## What to produce:
The answer must restate every record word for word.

## Data records:
______
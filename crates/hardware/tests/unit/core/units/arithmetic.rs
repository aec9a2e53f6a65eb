//! # Functional Unit Tests
//!
//! Wrapping arithmetic, set-less-than, branch conditions, and effective addresses.

use mipsim_core::common::error::SimError;
use mipsim_core::core::cpu::memory::DataMemory;
use mipsim_core::core::pipeline::signals::{AluOp, BranchCond};
use mipsim_core::core::units::alu::Alu;
use mipsim_core::core::units::bru::Bru;
use mipsim_core::core::units::lsu::Lsu;
use rstest::rstest;

#[rstest]
#[case(AluOp::Add, 2, 3, 5)]
#[case(AluOp::Add, i32::MAX, 1, i32::MIN)]
#[case(AluOp::Sub, 2, 3, -1)]
#[case(AluOp::Sub, i32::MIN, 1, i32::MAX)]
#[case(AluOp::Mul, -4, 6, -24)]
#[case(AluOp::Mul, 0x1_0000, 0x1_0000, 0)]
#[case(AluOp::Slt, -1, 0, 1)]
#[case(AluOp::Slt, 0, -1, 0)]
#[case(AluOp::Slt, 3, 3, 0)]
fn test_alu(#[case] op: AluOp, #[case] a: i32, #[case] b: i32, #[case] expected: i32) {
    assert_eq!(Alu::execute(op, a, b), expected);
}

#[test]
fn test_branch_conditions() {
    assert!(Bru::taken(BranchCond::Eq, 4, 4));
    assert!(!Bru::taken(BranchCond::Eq, 4, 5));
    assert!(Bru::taken(BranchCond::Ne, 4, 5));
    assert_eq!(Bru::next_pc(BranchCond::Ne, 1, 1, 10, 2), 11);
    assert_eq!(Bru::next_pc(BranchCond::Eq, 1, 1, 10, 2), 2);
}

#[test]
fn test_effective_address_does_not_wrap() {
    let mem = DataMemory::new(64, 0);
    assert_eq!(Lsu::effective_address(&mem, 8, -4), Ok(4));
    assert_eq!(
        Lsu::effective_address(&mem, i32::MAX, 4),
        Err(SimError::InvalidAddress(i64::from(i32::MAX) + 4))
    );
}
______
## Output of the exercise:
filename crates/hardware/tests/unit/core/units/arithmetic.rs
repository aec9a2e53f6a65eb
//! # Functional Unit Tests
//!
//! Wrapping arithmetic, set-less-than, branch conditions, and effective addresses.

use mipsim_core::common::error::SimError;
use mipsim_core::core::cpu::memory::DataMemory;
use mipsim_core::core::pipeline::signals::{AluOp, BranchCond};
use mipsim_core::core::units::alu::Alu;
use mipsim_core::core::units::bru::Bru;
use mipsim_core::core::units::lsu::Lsu;
use rstest::rstest;

#[rstest]
#[case(AluOp::Add, 2, 3, 5)]
#[case(AluOp::Add, i32::MAX, 1, i32::MIN)]
#[case(AluOp::Sub, 2, 3, -1)]
#[case(AluOp::Sub, i32::MIN, 1, i32::MAX)]
#[case(AluOp::Mul, -4, 6, -24)]
#[case(AluOp::Mul, 0x1_0000, 0x1_0000, 0)]
#[case(AluOp::Slt, -1, 0, 1)]
#[case(AluOp::Slt, 0, -1, 0)]
#[case(AluOp::Slt, 3, 3, 0)]
fn test_alu(#[case] op: AluOp, #[case] a: i32, #[case] b: i32, #[case] expected: i32) {
    assert_eq!(Alu::execute(op, a, b), expected);
}

#[test]
fn test_branch_conditions() {
    assert!(Bru::taken(BranchCond::Eq, 4, 4));
    assert!(!Bru::taken(BranchCond::Eq, 4, 5));
    assert!(Bru::taken(BranchCond::Ne, 4, 5));
    assert_eq!(Bru::next_pc(BranchCond::Ne, 1, 1, 10, 2), 11);
    assert_eq!(Bru::next_pc(BranchCond::Eq, 1, 1, 10, 2), 2);
}

#[test]
fn test_effective_address_does_not_wrap() {
    let mem = DataMemory::new(64, 0);
    assert_eq!(Lsu::effective_address(&mem, 8, -4), Ok(4));
    assert_eq!(
        Lsu::effective_address(&mem, i32::MAX, 4),
        Err(SimError::InvalidAddress(i64::from(i32::MAX) + 4))
    );
}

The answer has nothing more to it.